While the average for Penn Staters is not that high, it is increasing. Most recently, in July 2014, the average BAC was .264. Five years ago, during the 2009-2010 school year, the average was .250.
"Alcohol shuts down your body's responses," says Dr. Kaitlin Speer, an emergency room pharmacist at Mount Nittany Medical Center. "It's going to slow your heart rate, slow your breathing."
The consistently high levels concern doctors.
"These consistent insults on your brain kills brain cells," says Dr. Speer. "It never comes back."
Servers at local bars say their patrons are consuming more alcohol.
"This fall, it's more - you get more drunkenness," says Madison Salvetti, a server at downtown State College bar.
Salvetti has been working in the restaurant industry since she was in high school.

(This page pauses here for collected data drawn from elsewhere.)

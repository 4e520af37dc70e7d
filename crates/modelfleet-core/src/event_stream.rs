use std::fmt::Debug;

use async_trait::async_trait;

use super::Event;

#[async_trait]
pub trait EventStream: Debug + Send + Sync {
    async fn send(&self, event: &Event) -> anyhow::Result<()>;
    async fn send_many(&self, events: &[Event]) -> anyhow::Result<()>;
    async fn receive(&self, consumer_id: &str) -> anyhow::Result<Vec<Event>>;
    async fn delete(&self, event: &Event, consumer_id: &str) -> anyhow::Result<u64>;
}
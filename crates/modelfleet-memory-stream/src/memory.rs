use async_trait::async_trait;
use std::sync::Arc;
use std::{collections::VecDeque, sync::Mutex};

use modelfleet_core::{Event, EventStream};

#[derive(Debug)]
pub struct MemoryEventStream {
    events: Arc<Mutex<VecDeque<Event>>>,
}

impl MemoryEventStream {
    pub fn new() -> anyhow::Result<Self> {
        let event_stream = MemoryEventStream {
            events: Arc::new(Mutex::new(VecDeque::new())),
        };

        Ok(event_stream)
    }
}

#[async_trait]
impl EventStream for MemoryEventStream {
    async fn send(&self, event: &Event) -> anyhow::Result<()> {
        let mut events = self
            .events
            .lock()
            .map_err(|_| anyhow::anyhow!("failed to acquire lock"))?;

        events.push_back(event.clone());

        Ok(())
    }

    async fn send_many(&self, events: &[Event]) -> anyhow::Result<()> {
        for event in events.iter() {
            self.send(event).await?;
        }

        Ok(())
    }

    async fn receive(&self, _consumer_id: &str) -> anyhow::Result<Vec<Event>> {
        let events = self
            .events
            .lock()
            .map_err(|_| anyhow::anyhow!("failed to acquire lock"))?;

        Ok(events.iter().cloned().collect())
    }

    async fn delete(&self, event: &Event, _consumer_id: &str) -> anyhow::Result<u64> {
        let mut events = self
            .events
            .lock()
            .map_err(|_| anyhow::anyhow!("failed to acquire lock"))?;

        let starting_len = events.len();
        events.retain(|candidate| candidate.operation_id != event.operation_id);
        let deleted_count = starting_len - events.len();

        Ok(deleted_count as u64)
    }
}

#[cfg(test)]
mod tests {
    use modelfleet_core::{
        create_event, decode_event_model, test::get_target_fixture, EdgeTargetMessage, EventType,
        ModelType, OperationId,
    };

    use super::*;

    #[tokio::test]
    async fn test_send_receive_delete() {
        let target = get_target_fixture(None);

        let event_stream = MemoryEventStream::new().unwrap();
        let operation_id = OperationId::create();

        let create_target_event = create_event::<EdgeTargetMessage>(
            &None,
            &Some(target.clone()),
            EventType::Created,
            ModelType::EdgeTarget,
            &operation_id,
        )
        .unwrap();

        event_stream.send(&create_target_event).await.unwrap();

        let received_events = event_stream.receive("rollout").await.unwrap();
        assert_eq!(received_events.len(), 1);

        let received_event = received_events.first().unwrap();
        assert_eq!(received_event.event_type, EventType::Created);
        assert_eq!(received_event.model_type, ModelType::EdgeTarget);

        let decoded_target: EdgeTargetMessage = decode_event_model(received_event).unwrap();
        assert_eq!(decoded_target.id, target.id);

        let deleted_count = event_stream
            .delete(received_event, "rollout")
            .await
            .unwrap();
        assert_eq!(deleted_count, 1);

        let received_events = event_stream.receive("rollout").await.unwrap();
        assert_eq!(received_events.len(), 0);
    }
}
use std::env;
use std::sync::Arc;

use sqlx::postgres::PgPoolOptions;
use tower::ServiceBuilder;
use tower_http::trace::TraceLayer;
use tracing_subscriber::{layer::SubscriberExt, util::SubscriberInitExt};

use modelfleet::api::{api_router, ApiContext};
use modelfleet::clients::{HttpDatasetDirectory, HttpInstallAgent, HttpTrainingExecutor};
use modelfleet::config::{RolloutConfig, SchedulerConfig};
use modelfleet::persistence::relational::{
    DeploymentRelationalPersistence, EdgeTargetRelationalPersistence,
    ModelVersionRelationalPersistence, TrainingJobRelationalPersistence,
};
use modelfleet::processor::{AdmissionProcessor, RolloutProcessor};
use modelfleet::services::{
    DeploymentService, EdgeTargetService, ModelVersionService, TrainingJobService,
};
use modelfleet_core::{
    DatasetDirectory, EventStream, InstallAgent, MinimumAccuracyGate, TrainingExecutor,
};
use modelfleet_postgresql_stream::PostgresqlEventStream;

const DEFAULT_SERVICE_CONSUMER_ID: &str = "modelfleet-api";

#[tokio::main]
async fn main() -> anyhow::Result<()> {
    dotenvy::dotenv().ok();

    let tracer = opentelemetry_jaeger::new_agent_pipeline()
        .with_service_name(DEFAULT_SERVICE_CONSUMER_ID)
        .install_simple()
        .expect("failed to instantiate opentelemetry tracing");

    tracing_subscriber::registry()
        .with(tracing_subscriber::EnvFilter::from_default_env())
        .with(tracing_opentelemetry::layer().with_tracer(tracer))
        .with(tracing_subscriber::fmt::layer())
        .try_init()
        .expect("failed to register tracer with registry");

    let subscribers: Vec<String> = dotenvy::var("SUBSCRIBERS")
        .unwrap_or_else(|_| "audit,notifications".to_string())
        .split(',')
        .map(|subscriber| subscriber.to_string())
        .collect();

    let database_url = dotenvy::var("DATABASE_URL").expect("DATABASE_URL must be set");
    let db = Arc::new(
        PgPoolOptions::new()
            .max_connections(20)
            .connect(&database_url)
            .await
            .expect("failed to connect to DATABASE_URL"),
    );

    sqlx::migrate!().run(&*db).await?;

    let event_stream: Arc<dyn EventStream> = Arc::new(PostgresqlEventStream {
        db: Arc::clone(&db),
        subscribers,
    });

    let scheduler_config = SchedulerConfig::from_env();
    let rollout_config = RolloutConfig::from_env();

    let executor_url = dotenvy::var("TRAINING_EXECUTOR_URL").expect("TRAINING_EXECUTOR_URL must be set");
    let dataset_url = dotenvy::var("DATASET_DIRECTORY_URL").expect("DATASET_DIRECTORY_URL must be set");
    let install_agent_url = dotenvy::var("INSTALL_AGENT_URL").expect("INSTALL_AGENT_URL must be set");

    let http_client = reqwest::Client::new();

    let datasets: Arc<dyn DatasetDirectory> = Arc::new(HttpDatasetDirectory {
        client: http_client.clone(),
        base_url: dataset_url,
    });
    let executor: Arc<dyn TrainingExecutor> = Arc::new(HttpTrainingExecutor {
        client: http_client.clone(),
        base_url: executor_url,
    });
    let install_agent: Arc<dyn InstallAgent> = Arc::new(HttpInstallAgent {
        client: http_client,
        base_url: install_agent_url,
    });

    let job_persistence = Box::new(TrainingJobRelationalPersistence {
        db: Arc::clone(&db),
    });
    let job_service = Arc::new(TrainingJobService {
        persistence: job_persistence,
        event_stream: Arc::clone(&event_stream),
        datasets,
        executor,
        config: scheduler_config.clone(),
    });

    let min_accuracy = dotenvy::var("MIN_APPROVAL_ACCURACY")
        .ok()
        .and_then(|value| value.parse().ok())
        .unwrap_or(0.0);

    let model_version_persistence = Box::new(ModelVersionRelationalPersistence {
        db: Arc::clone(&db),
    });
    let model_version_service = Arc::new(ModelVersionService {
        persistence: model_version_persistence,
        event_stream: Arc::clone(&event_stream),
        job_service: Arc::clone(&job_service),
        quality_gate: Box::new(MinimumAccuracyGate { min_accuracy }),
    });

    let target_persistence = Box::new(EdgeTargetRelationalPersistence {
        db: Arc::clone(&db),
    });
    let target_service = Arc::new(EdgeTargetService {
        persistence: target_persistence,
        event_stream: Arc::clone(&event_stream),
    });

    let deployment_persistence = Box::new(DeploymentRelationalPersistence {
        db: Arc::clone(&db),
    });
    let deployment_service = Arc::new(DeploymentService {
        persistence: deployment_persistence,
        event_stream: Arc::clone(&event_stream),
        model_version_service: Arc::clone(&model_version_service),
        target_service: Arc::clone(&target_service),
        config: rollout_config.clone(),
    });

    let admission_processor = AdmissionProcessor {
        job_service: Arc::clone(&job_service),
        tick: scheduler_config.admission_tick,
    };
    tokio::spawn(async move { admission_processor.run().await });

    let rollout_processor = RolloutProcessor::new(
        Arc::clone(&deployment_service),
        Arc::clone(&model_version_service),
        install_agent,
        rollout_config,
    );
    tokio::spawn(async move { rollout_processor.run().await });

    let context = Arc::new(ApiContext {
        job_service,
        model_version_service,
        deployment_service,
        target_service,
    });

    let endpoint = env::var("ENDPOINT").unwrap_or_else(|_| "[::1]:8080".to_owned());
    let addr = endpoint.parse()?;

    let app = api_router(context).layer(ServiceBuilder::new().layer(TraceLayer::new_for_http()));

    tracing::info!("api listening on {}", addr);

    axum::Server::bind(&addr)
        .serve(app.into_make_service())
        .await?;

    Ok(())
}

She says she feels the bars in State College have more patrons getting turned away for being too drunk.
"The bouncers are really good about if you're too drunk, not even letting you in," says Salvetti. "That has definitely helped a lot."
While servers, like Salvetti, thinks that is helpful, doctors say not even getting to that point is key to staying healthy.
"We see a lot of people enjoying themselves but to the point of that it becomes dangerous and they have to come in here," says Dr. Speer. "It's just enjoying responsibly."